Die NEUE ZÜRCHER ZEITUNG rückt das tunesische Kunstfestival Jaou in den Blick. Es zeigt "eine Nation auf Sinnsuche", berichtet Annette Steinich aus Tunis. Bekannt ist, "dass aus dem dichtbesiedelten sozialen Brennpunkt im Norden von Tunis seit der Revolution von 2010/2011 Hunderte junge Männer aufgebrochen sind, auf der Suche nach Wohlstand gen Europa oder nach vermeintlichem Seelenheil gen Syrien". Das Kunstfestival trifft mit seinem diesjährigen Thema "Nation migrante" ins Herz der tunesischen Gesellschaft, so die Autorin. Dabei ist "das Meer als Sehnsuchtsort und Massengrab, als identitätsstiftendes und zugleich abschottendes Element einer ganzen Nation ein zentrales Thema".

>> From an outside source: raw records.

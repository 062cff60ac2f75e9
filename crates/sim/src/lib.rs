// Copyright (C) 2025 Vince Vasta
// SPDX-License-Identifier: Apache-2.0

//! Puntobanco baccarat outcome estimator.
//!
//! Estimates the probability of each outcome of a live baccarat hand, player
//! win, banker win or tie, given the two hands dealt so far. A natural 8 or 9,
//! or two hands already holding three cards, resolve deterministically; any
//! other state is completed over many independent random trials that follow
//! the fixed third-card drawing rules exactly.
//!
//! ```
//! use puntobanco_sim::{Estimator, Hand};
//!
//! let player = Hand::parse(&["3 Spade", "2 Spade"]).unwrap();
//! let banker = Hand::parse(&["A Heart", "4 Heart"]).unwrap();
//!
//! let probs = Estimator::default().estimate(&player, &banker, &[]).unwrap();
//! let total = probs.player + probs.banker + probs.tie;
//! assert!((total - 100.0).abs() < 1e-9);
//!
//! // Expected values for the three standard wagers.
//! let evs = probs.wager_evs();
//! if let Some(wager) = evs.best() {
//!     println!("back the {wager}");
//! }
//! ```
//!
//! The **`parallel`** feature adds [Estimator::par_estimate] that splits the
//! trials across a given number of tasks, each with its own random generator,
//! and merges the outcome counters after the join.
#![warn(clippy::all, rust_2018_idioms, missing_docs)]
pub mod estimate;
pub mod rules;

pub use estimate::{Estimator, Probabilities, Wager, WagerEvs};
pub use rules::{banker_draws, hand_value, winner, Hand, Outcome};

// Reexport cards types.
pub use puntobanco_cards::{Card, Deck, Rank, Suit};
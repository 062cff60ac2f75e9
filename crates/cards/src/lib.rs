// Copyright (C) 2025 Vince Vasta
// SPDX-License-Identifier: Apache-2.0

//! Puntobanco baccarat cards types.
//!
//! This crate defines types to create cards:
//!
//! ```
//! # use puntobanco_cards::{Card, Rank, Suit};
//! let ace = Card::new(Rank::Ace, Suit::Spade);
//! let ten = Card::new(Rank::Ten, Suit::Heart);
//! assert_eq!(ace.points(), 1);
//! assert_eq!(ten.points(), 0);
//! ```
//!
//! cards can also be built from the `"value suit"` descriptors used by the
//! table feed:
//!
//! ```
//! # use puntobanco_cards::{Card, Rank, Suit};
//! let card: Card = "10 Heart".parse().unwrap();
//! assert_eq!(card, Card::new(Rank::Ten, Suit::Heart));
//! ```
//!
//! and a [Deck] type that models the pool of undealt cards, with O(1) uniform
//! random deals for simulation:
//!
//! ```
//! # use puntobanco_cards::{Card, Deck, Rank, Suit};
//! let mut rng = rand::rng();
//! let mut pool = Deck::without(&[Card::new(Rank::Ace, Suit::Spade)]);
//! assert_eq!(pool.count(), 51);
//!
//! let card = pool.deal_random(&mut rng).unwrap();
//! assert_eq!(pool.count(), 50);
//! assert!(!pool.contains(card));
//! ```
#![warn(clippy::all, rust_2018_idioms, missing_docs)]
mod deck;
pub use deck::{Card, Deck, Rank, Suit};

Unter der Überschrift "Die schöne Anarchie" druckt die FRANKFURTER ALLGEMEINE ZEITUNG die Rede von Rüdiger Safranski ab, die er an diesem Sonntag in der Frankfurter Paulskirche bei der Annahme des Ludwig-Börne-Preies hielt. Darin geht es vorrangig um das Verhältnis von Politik und Kunst. "Börne, dieser Schriftsteller des Tages", so sagt Safranski, "war seiner Zeit weit voraus, auch seinen patriotischen Mitkämpfern".
Nach ausgiebiger Würdigung des Preis-Namensgebers, fasst Safranski zusammen: Es existiert "eine nicht aufzulösende Spannung zwischen Politik und Poesie, auch wenn der Geist der Freiheit beide Bereiche durchdringt… Beide Leidenschaften, die poetische und die politische, sind nötig, jede für sich. Wenn sie sich allerdings in die Quere kommen, müssen sie begreifen, dass sie erst zusammen die Kultur der Freiheit ergeben, wenn auch auf verschiedenen Wegen und ohne sich wechselseitig zur Dienstbarkeit zu zwingen.".